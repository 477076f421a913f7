//! Connection settings

use std::path::{Path, PathBuf};

/// SQLite connection configuration
#[derive(Debug, Clone, PartialEq)]
pub struct SqliteConfig {
    /// Database file, or `:memory:`
    pub path: PathBuf,
    /// Journal in WAL mode (ignored for in-memory databases)
    pub wal_mode: bool,
    pub foreign_keys: bool,
    /// How long a writer waits for the lock before failing
    pub busy_timeout_ms: u32,
    /// Negative values are KiB, positive values pages
    pub cache_size: i32,
    /// 0 disables memory-mapped I/O
    pub mmap_size: i64,
}

impl SqliteConfig {
    pub fn new(path: impl AsRef<Path>) -> Self {
        Self {
            path: path.as_ref().to_path_buf(),
            ..Self::default()
        }
    }

    /// Private in-memory database, for tests
    pub fn memory() -> Self {
        Self {
            path: PathBuf::from(":memory:"),
            wal_mode: false,
            ..Self::default()
        }
    }

    pub fn is_memory(&self) -> bool {
        self.path.to_str() == Some(":memory:")
    }

    pub fn with_busy_timeout(mut self, busy_timeout_ms: u32) -> Self {
        self.busy_timeout_ms = busy_timeout_ms;
        self
    }
}

impl Default for SqliteConfig {
    fn default() -> Self {
        Self {
            path: PathBuf::from("./campus.db"),
            wal_mode: true,
            foreign_keys: true,
            busy_timeout_ms: 5000,
            cache_size: -64000,
            mmap_size: 0,
        }
    }
}

#[cfg(test)]
mod tests {
    use super::*;

    #[test]
    fn test_memory_config() {
        let config = SqliteConfig::memory();
        assert!(config.is_memory());
        assert!(!config.wal_mode);
        assert!(config.foreign_keys);
    }

    #[test]
    fn test_file_config() {
        let config = SqliteConfig::new("/tmp/campus.db").with_busy_timeout(100);
        assert!(!config.is_memory());
        assert_eq!(config.busy_timeout_ms, 100);
        assert!(config.wal_mode);
    }
}
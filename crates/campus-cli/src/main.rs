use anyhow::Result;
use clap::Parser;
use tracing::debug;

use campus_cli::{
    cli::{Cli, Commands},
    commands, logging,
};
use campus_config::{CampusConfig, ConfigOverrides};

#[tokio::main]
async fn main() -> Result<()> {
    let cli = Cli::parse();

    let overrides = ConfigOverrides {
        db_path: cli.db_path.clone(),
        log_level: cli.effective_log_level().map(|level| level.as_str().to_string()),
    };
    let config = CampusConfig::load(cli.config.clone(), overrides)?;

    logging::init(&config.logging)?;
    debug!(db = %config.storage.path.display(), "Configuration loaded");

    match cli.command {
        Commands::Tags(cmd) => commands::tags::execute(&config, cli.actor, cmd).await?,
        Commands::Config { json } => commands::config::execute(&config, json)?,
    }

    Ok(())
}
//! Storage component configuration

use serde::{Deserialize, Serialize};
use std::path::PathBuf;

/// SQLite database settings
#[derive(Debug, Clone, PartialEq, Serialize, Deserialize)]
#[serde(default)]
pub struct StorageConfig {
    /// Database file, or `:memory:`
    pub path: PathBuf,
    /// Write-ahead logging
    pub wal_mode: bool,
    /// How long a writer waits for the database lock
    pub busy_timeout_ms: u32,
    /// SQLite `cache_size` pragma (negative values are KiB)
    pub cache_size: i32,
}

impl Default for StorageConfig {
    fn default() -> Self {
        Self {
            path: PathBuf::from("./campus.db"),
            wal_mode: true,
            busy_timeout_ms: 5000,
            cache_size: -64000,
        }
    }
}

Exercise directions
The answer should be all lines from the entries above that hold the word "tests".

Written response
    /// Private in-memory database, for tests
mod tests {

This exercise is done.